Sen onu külahıma anlat!
Bugün 24 Nisan!
Yine bir yerlerde ‘Soykırım’ yalanı köpürtülüyor.
Tarih tüm belgeleriyle Ermenilerin sahte mağduriyetini yalanlarken Anadolu Türklüğünün acıları gün gibi ortada duruyor.
Doğu Anadolu başta olmak üzere ülkenin birçok ilinde Ermeni Mezalimi’nin izlerini taşıyan toplu mezarlar gün yüzüne çıkıyor.
Kendi vahşiliklerini, uyduruk bir mağduriyetle maskelemeye çalışan Ermeniler, herhalde biz onların barbarlıklarını unuttuk sanıyor!

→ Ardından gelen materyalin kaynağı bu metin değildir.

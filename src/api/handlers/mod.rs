//! HTTP request handlers.
//!
//! Each handler module corresponds to a logical grouping of endpoints.

pub mod connect;
pub mod health;
pub mod linkedin_callback;
pub mod notify;
pub mod pages;
pub mod proxy;

pub use connect::connect_handler;
pub use health::health_handler;
pub use linkedin_callback::linkedin_callback_handler;
pub use notify::notify_handler;
pub use pages::{failure_handler, index_handler, success_handler};
pub use proxy::proxy_handler;
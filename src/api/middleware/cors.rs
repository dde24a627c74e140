//! Fixed CORS policy for the proxied prefixes.

use axum::{
    extract::{Request, State},
    http::{Method, StatusCode, header},
    middleware::Next,
    response::{IntoResponse, Response},
};

use crate::state::AppState;

/// Answers preflights locally and pins CORS headers on everything else.
///
/// # Behavior
///
/// - `OPTIONS`: `204 No Content` with the hosted UI origin, the allowed
///   methods, the requested (or default) headers and `Access-Control-Max-Age`.
///   The inner handler is not called, so the upstream never sees a preflight.
/// - Any other method: the inner response (forwarded, diagnostic or error)
///   gets its `Access-Control-Allow-*` headers replaced and `Vary: Origin`
///   ensured. Exactly one `Access-Control-Allow-Origin` value is ever sent.
///
/// # Example
///
/// ```rust,ignore
/// let proxied = Router::new()
///     .route("/api/v1/{*rest}", any(proxy_handler))
///     .route_layer(middleware::from_fn_with_state(state.clone(), cors::layer));
/// ```
pub async fn layer(State(st): State<AppState>, req: Request, next: Next) -> Response {
    let policy = &st.config.cors;

    if req.method() == Method::OPTIONS {
        let headers =
            policy.preflight_headers(req.headers().get(header::ACCESS_CONTROL_REQUEST_HEADERS));
        return (StatusCode::NO_CONTENT, headers).into_response();
    }

    let mut response = next.run(req).await;
    policy.apply(response.headers_mut());
    response
}
//! Handler for every request under a proxied prefix.

use axum::{
    Extension, Json,
    extract::{Request, State},
    http::{Method, header},
    response::{IntoResponse, Response},
};
use serde_json::json;

use crate::api::dto::diagnostic::DiagnosticResponse;
use crate::domain::proxy_route::ProxyRoute;
use crate::domain::settings::ProxyMode;
use crate::error::AppError;
use crate::state::AppState;

/// Upstream path answered with an echo in diagnostic mode.
pub const AUTH_PAYLOAD_PATH: &str = "/api/v1/hosted/accounts/auth_payload";

/// Relays a hosted UI request according to `PROXY_MODE`.
///
/// # Endpoint
///
/// `ANY <prefix>/*` for each configured prefix (`/api/v1`, `/unipile-api`).
/// Preflights never reach this handler, see [`crate::api::middleware::cors`].
///
/// # Modes
///
/// - `forward`: streamed to the upstream with the API key attached
/// - `diagnostic`: answered locally, the upstream is never contacted
/// - `off`: routes are not mounted; answers 404 if reached anyway
///
/// # Errors
///
/// - 400 if upstream credentials are not configured
/// - 502 / 504 on transport failure or timeout
///
/// Upstream HTTP errors are not errors here: they pass through verbatim.
pub async fn proxy_handler(
    State(state): State<AppState>,
    Extension(route): Extension<ProxyRoute>,
    req: Request,
) -> Result<Response, AppError> {
    match state.config.proxy_mode {
        ProxyMode::Forward => state.proxy_gateway.forward(&route, req).await,
        ProxyMode::Diagnostic => Ok(diagnostic_response(&route, &req).into_response()),
        ProxyMode::Off => Err(AppError::not_found(
            "Proxy is disabled",
            json!({ "path": req.uri().path() }),
        )),
    }
}

/// Local answer used in diagnostic mode.
///
/// `GET .../auth_payload` is echoed back in detail; any other path gets a
/// generic acknowledgement with the same shape.
pub fn diagnostic_response(route: &ProxyRoute, req: &Request) -> Json<DiagnosticResponse> {
    let path = req.uri().path().to_string();
    let upstream_path = route.rewrite(&path).unwrap_or_else(|| path.clone());

    let note = if req.method() == Method::GET && upstream_path == AUTH_PAYLOAD_PATH {
        "auth_payload echoed locally"
    } else {
        "acknowledged locally, upstream not contacted"
    };

    let mut headers: Vec<String> = req
        .headers()
        .keys()
        .map(|name| name.as_str().to_string())
        .collect();
    headers.sort();
    headers.dedup();

    Json(DiagnosticResponse {
        ok: true,
        mode: "diagnostic",
        method: req.method().to_string(),
        path,
        upstream_path,
        query: req.uri().query().map(str::to_string),
        origin: req
            .headers()
            .get(header::ORIGIN)
            .and_then(|v| v.to_str().ok())
            .map(str::to_string),
        headers,
        note,
    })
}
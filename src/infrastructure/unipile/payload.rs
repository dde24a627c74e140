//! Wire format of the Unipile "create hosted auth link" call.

use chrono::SecondsFormat;
use serde::{Deserialize, Serialize};
use serde_with::skip_serializing_none;
use std::collections::BTreeMap;

use crate::domain::hosted_link::HostedLinkRequest;
use crate::domain::provider::Provider;
use crate::domain::settings::{ApiUrlMode, trim_trailing_slash};

/// Field names carrying the hosted UI's API URL.
///
/// Older upstream SDK versions read the value from different fields, so in
/// direct mode the same URL is sent under all of them. This is the only place
/// that knows about those names.
pub fn api_url_field_names(mode: ApiUrlMode) -> &'static [&'static str] {
    match mode {
        ApiUrlMode::Proxy => &["api_url"],
        ApiUrlMode::Direct => &["api_url", "redirect_url", "base_url"],
    }
}

/// Request body for `POST /api/v1/hosted/accounts/link`.
#[skip_serializing_none]
#[derive(Debug, Serialize)]
pub struct CreateHostedLinkPayload {
    #[serde(rename = "type")]
    pub kind: &'static str,
    #[serde(rename = "expiresOn")]
    pub expires_on: String,
    pub providers: Vec<Provider>,
    #[serde(flatten)]
    pub api_url: BTreeMap<&'static str, String>,
    pub success_redirect_url: Option<String>,
    pub failure_redirect_url: Option<String>,
    pub notify_url: Option<String>,
}

impl CreateHostedLinkPayload {
    pub fn from_request(request: &HostedLinkRequest, mode: ApiUrlMode) -> Self {
        let api_url = trim_trailing_slash(&request.api_url);
        let api_url = api_url_field_names(mode)
            .iter()
            .map(|name| (*name, api_url.clone()))
            .collect();

        Self {
            kind: "create",
            expires_on: request
                .expires_at
                .to_rfc3339_opts(SecondsFormat::Millis, true),
            providers: vec![request.provider],
            api_url,
            success_redirect_url: request.success_redirect.as_ref().map(|u| u.to_string()),
            failure_redirect_url: request.failure_redirect.as_ref().map(|u| u.to_string()),
            notify_url: request.notify_url.as_ref().map(|u| u.to_string()),
        }
    }
}

/// Response body of the create call. Only `url` matters.
#[derive(Debug, Deserialize)]
pub struct CreateHostedLinkResponse {
    #[serde(default)]
    pub object: Option<String>,
    #[serde(default)]
    pub url: Option<String>,
}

Trabzon, Erzurum, Erzincan, Kars, Iğdır, Muş, Van, Bitlis, Bingöl, Yozgat, Ankara, Ankara, Bursa ve dört bir yanda Ermeni vahşetine kurban verdiğimiz canların acısı soğudu zannediliyor, elleham!
Acı soğumadı! Unutmadık!
Erzurum Ortabahçe’de bir camiye kapatılan 587 köylünün yakılarak katledilmesi dün gibi aklımızda!
Erzurum’da 1 gecede 13 bin masumu hayattan koparan vahşiliğe karşı kinimiz ve öfkemiz diri, aklımızda!

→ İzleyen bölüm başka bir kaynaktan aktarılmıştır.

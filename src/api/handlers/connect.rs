//! Handler for starting a hosted account-linking flow.

use axum::{
    extract::{Path, State},
    http::{HeaderMap, Uri},
    response::Redirect,
};
use serde_json::json;
use tracing::warn;

use crate::domain::provider::Provider;
use crate::error::AppError;
use crate::state::AppState;
use crate::utils::request_origin;

/// Mints a hosted auth link and sends the browser to it.
///
/// # Endpoint
///
/// `GET /connect/{provider}` (e.g. `/connect/linkedin`)
///
/// # Request Flow
///
/// 1. Parse the provider name (case-insensitive)
/// 2. Derive the request origin from `X-Forwarded-*`, `Host` or the URI authority
/// 3. Ask the upstream for a hosted link expiring in 15 minutes
/// 4. Return 307 Temporary Redirect to the hosted UI
///
/// # Errors
///
/// - 400 if upstream credentials are not configured (no upstream call)
/// - 404 for an unknown provider or one outside `HOSTED_PROVIDERS`
/// - 500 if the upstream call fails or returns no URL
pub async fn connect_handler(
    Path(provider): Path<String>,
    State(state): State<AppState>,
    uri: Uri,
    headers: HeaderMap,
) -> Result<Redirect, AppError> {
    let provider = provider.parse::<Provider>().map_err(|e| {
        warn!("Connect requested for unknown provider '{}'", provider);
        AppError::not_found(e.to_string(), json!({ "provider": provider }))
    })?;

    let origin = request_origin(&uri, &headers);
    let url = state
        .link_issuer
        .start_hosted_link(provider, origin.as_ref())
        .await?;

    Ok(Redirect::temporary(url.as_str()))
}
#[cfg(test)]
mod tests {
    use super::*;
    use serial_test::serial;

    #[test]
    fn test_normalize_dsn() {
        assert_eq!(
            normalize_dsn("api1.unipile.com:13111").unwrap().as_str(),
            "https://api1.unipile.com:13111/"
        );
        assert_eq!(
            normalize_dsn("HTTP://127.0.0.1:8080").unwrap().as_str(),
            "http://127.0.0.1:8080/"
        );
        assert_eq!(
            normalize_dsn("https://api2.unipile.com:13222/").unwrap().as_str(),
            "https://api2.unipile.com:13222/"
        );
        assert!(normalize_dsn("   ").is_none());
    }

    #[test]
    fn test_mask_secret() {
        assert_eq!(mask_secret("abcdefgh"), "abcd***");
        assert_eq!(mask_secret("abc"), "***");
        assert_eq!(mask_secret("abcd"), "***");
        assert_eq!(mask_secret("abcde"), "abcd***");
    }

    #[test]
    fn test_public_base_precedence() {
        let mut config = Config {
            port: 4000,
            ..Config::default()
        };
        let effective = config.resolve();
        assert_eq!(effective.public_base_url.as_str(), "http://localhost:4000/");
        assert_eq!(effective.base_url_source, BaseUrlSource::Localhost);

        config.deployment_host = Some("my-app.vercel.app".to_string());
        let effective = config.resolve();
        assert_eq!(effective.public_base_url.as_str(), "https://my-app.vercel.app/");
        assert_eq!(effective.base_url_source, BaseUrlSource::Deployment);

        config.base_url = Some("https://connect.example.com".to_string());
        let effective = config.resolve();
        assert_eq!(effective.public_base_url.as_str(), "https://connect.example.com/");
        assert_eq!(effective.base_url_source, BaseUrlSource::Explicit);
    }

    #[test]
    fn test_deployment_host_forced_to_https() {
        let config = Config {
            deployment_host: Some("http://my-app.vercel.app".to_string()),
            ..Config::default()
        };
        assert_eq!(
            config.resolve().public_base_url.as_str(),
            "https://my-app.vercel.app/"
        );
    }

    #[test]
    fn test_invalid_base_url_falls_through() {
        let config = Config {
            base_url: Some("not a url".to_string()),
            ..Config::default()
        };
        assert_eq!(
            config.resolve().base_url_source,
            BaseUrlSource::Localhost
        );
    }

    #[test]
    fn test_missing_credentials_disable_upstream() {
        let config = Config {
            unipile_dsn: Some("api1.unipile.com:13111".to_string()),
            ..Config::default()
        };
        let effective = config.resolve();
        assert!(effective.upstream.is_none());
        assert!(effective.linkedin.is_none());
    }

    #[test]
    fn test_upstream_and_linkedin_resolved() {
        let config = Config {
            base_url: Some("https://connect.example.com".to_string()),
            unipile_dsn: Some("api1.unipile.com:13111".to_string()),
            unipile_api_key: Some("key".to_string()),
            linkedin_client_id: Some("client".to_string()),
            linkedin_client_secret: Some("secret".to_string()),
            ..Config::default()
        };
        let effective = config.resolve();

        let upstream = effective.upstream.unwrap();
        assert_eq!(upstream.base_url.as_str(), "https://api1.unipile.com:13111/");
        assert_eq!(upstream.api_key(), "key");

        let linkedin = effective.linkedin.unwrap();
        assert_eq!(
            linkedin.redirect_uri.as_str(),
            "https://connect.example.com/linkedin/callback"
        );
        assert_eq!(linkedin.token_url.as_str(), LINKEDIN_TOKEN_URL);
    }

    #[test]
    fn test_config_validation() {
        let mut config = Config::default();
        assert!(config.validate().is_ok());

        config.log_format = "xml".to_string();
        assert!(config.validate().is_err());
        config.log_format = "json".to_string();
        assert!(config.validate().is_ok());

        config.upstream_timeout_secs = 0;
        assert!(config.validate().is_err());
        config.upstream_timeout_secs = 30;

        config.hosted_ui_origin = " ".to_string();
        assert!(config.validate().is_err());
        config.hosted_ui_origin = DEFAULT_HOSTED_UI_ORIGIN.to_string();

        config.hosted_providers.clear();
        assert!(config.validate().is_err());
    }

    #[test]
    fn test_proxy_off_requires_direct_api_url() {
        let mut config = Config {
            proxy_mode: ProxyMode::Off,
            ..Config::default()
        };
        assert!(config.validate().is_err());

        config.api_url_mode = ApiUrlMode::Direct;
        assert!(config.validate().is_ok());
    }

    #[test]
    fn test_proxy_prefixes_validation() {
        let mut config = Config {
            proxy_routes: vec![ProxyRoute::new("/gateway", true)],
            ..Config::default()
        };
        assert!(config.validate().is_ok());

        config.proxy_routes = vec![ProxyRoute::new("/unipile", true)];
        assert!(config.validate().is_err());

        config.proxy_routes = vec![ProxyRoute::new("/health/upstream", false)];
        assert!(config.validate().is_err());

        config.proxy_routes = vec![
            ProxyRoute::new("/api", false),
            ProxyRoute::new("/api/v1", false),
        ];
        assert!(config.validate().is_err());

        config.proxy_routes.clear();
        assert!(config.validate().is_err());
    }

    #[test]
    fn test_parse_providers() {
        assert_eq!(
            parse_providers("linkedin, WHATSAPP,").unwrap(),
            vec![Provider::Linkedin, Provider::Whatsapp]
        );
        assert!(parse_providers("LINKEDIN,FAX").is_err());
    }

    #[test]
    #[serial]
    fn test_from_env_reads_variables() {
        // SAFETY: Tests are run serially due to #[serial], so no concurrent access
        unsafe {
            env::set_var("PORT", "8080");
            env::set_var("UNIPILE_DSN", "api3.unipile.com:13333");
            env::set_var("UNIPILE_API_KEY", "from-env");
            env::set_var("CALLBACK_URL_MODE", "request");
            env::set_var("API_URL_MODE", "direct");
            env::set_var("SUCCESS_URL", "");
            env::set_var("PROXY_PREFIXES", "/api/v1,/gateway:strip");
        }

        let config = Config::from_env().unwrap();

        assert_eq!(config.port, 8080);
        assert_eq!(config.listen_addr(), "0.0.0.0:8080");
        assert_eq!(config.unipile_dsn.as_deref(), Some("api3.unipile.com:13333"));
        assert_eq!(config.callback_url_mode, CallbackUrlPolicy::RequestOrigin);
        assert_eq!(config.api_url_mode, ApiUrlMode::Direct);
        // Empty values count as unset
        assert!(config.success_url.is_none());
        assert_eq!(
            config.proxy_routes,
            vec![
                ProxyRoute::new("/api/v1", false),
                ProxyRoute::new("/gateway", true)
            ]
        );

        // Cleanup
        unsafe {
            env::remove_var("PORT");
            env::remove_var("UNIPILE_DSN");
            env::remove_var("UNIPILE_API_KEY");
            env::remove_var("CALLBACK_URL_MODE");
            env::remove_var("API_URL_MODE");
            env::remove_var("SUCCESS_URL");
            env::remove_var("PROXY_PREFIXES");
        }
    }

    #[test]
    #[serial]
    fn test_from_env_rejects_bad_values() {
        // SAFETY: Tests are run serially
        unsafe {
            env::set_var("PROXY_MODE", "sometimes");
        }
        assert!(Config::from_env().is_err());

        unsafe {
            env::remove_var("PROXY_MODE");
            env::set_var("PORT", "eighty");
        }
        assert!(Config::from_env().is_err());

        unsafe {
            env::remove_var("PORT");
            env::set_var("PROXY_PREFIXES", "/api,/api/v1");
        }
        assert!(Config::from_env().is_err());

        // Cleanup
        unsafe {
            env::remove_var("PROXY_PREFIXES");
        }
    }
}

Kars’ta Ulu Cami’ye toplanan 286 masumun vahşice yakılması ve barbarlığın köy köy devam ettirilmesi aklımızda!
Daha niceleri!
Evli, bekar, hamile demenden kırımdan geçirilen kadınlarımız.

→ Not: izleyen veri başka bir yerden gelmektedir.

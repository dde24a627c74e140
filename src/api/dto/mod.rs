//! Data Transfer Objects for HTTP request/response serialization.

pub mod callback;
pub mod diagnostic;
pub mod health;
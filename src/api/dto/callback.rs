//! Query strings of the browser-facing callback pages.

use serde::Deserialize;

/// `GET /success?name=...`
#[derive(Debug, Default, Deserialize)]
pub struct SuccessQuery {
    pub name: Option<String>,
}

/// `GET /failure?error=...`
#[derive(Debug, Default, Deserialize)]
pub struct FailureQuery {
    pub error: Option<String>,
}

/// `GET /linkedin/callback?code=...&state=...&error=...`
#[derive(Debug, Default, Deserialize)]
pub struct LinkedInCallbackQuery {
    pub code: Option<String>,
    pub state: Option<String>,
    pub error: Option<String>,
    pub error_description: Option<String>,
}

Kundakta, kucakta, tarlada, mektepte ayırt etmeksizin katledilen çocuklarımız.
Yaşlılarımız… Meczuplarımızı bile katlettiniz!
Yetmedi!
Hayvanlarımızı, kapımızda bağlı köpeklerimizi dahi öldürdünüz.
Hiçbirinin acısını unutmadık!
Bilin ki o köpekler, sizden daha sadıktı bu toprağa!
Yüzyıllarca biz, cephe cephe ölürken siz, bir grup mutlu azınlık Ermeni, Yahudi, Rum Anadolu’nun refahını ve sefasını yaşadınız.
Biz, yurdumuzu sefalet içinde öle öle savunurken yine kurduran, azgınlaşan siz oldunuz.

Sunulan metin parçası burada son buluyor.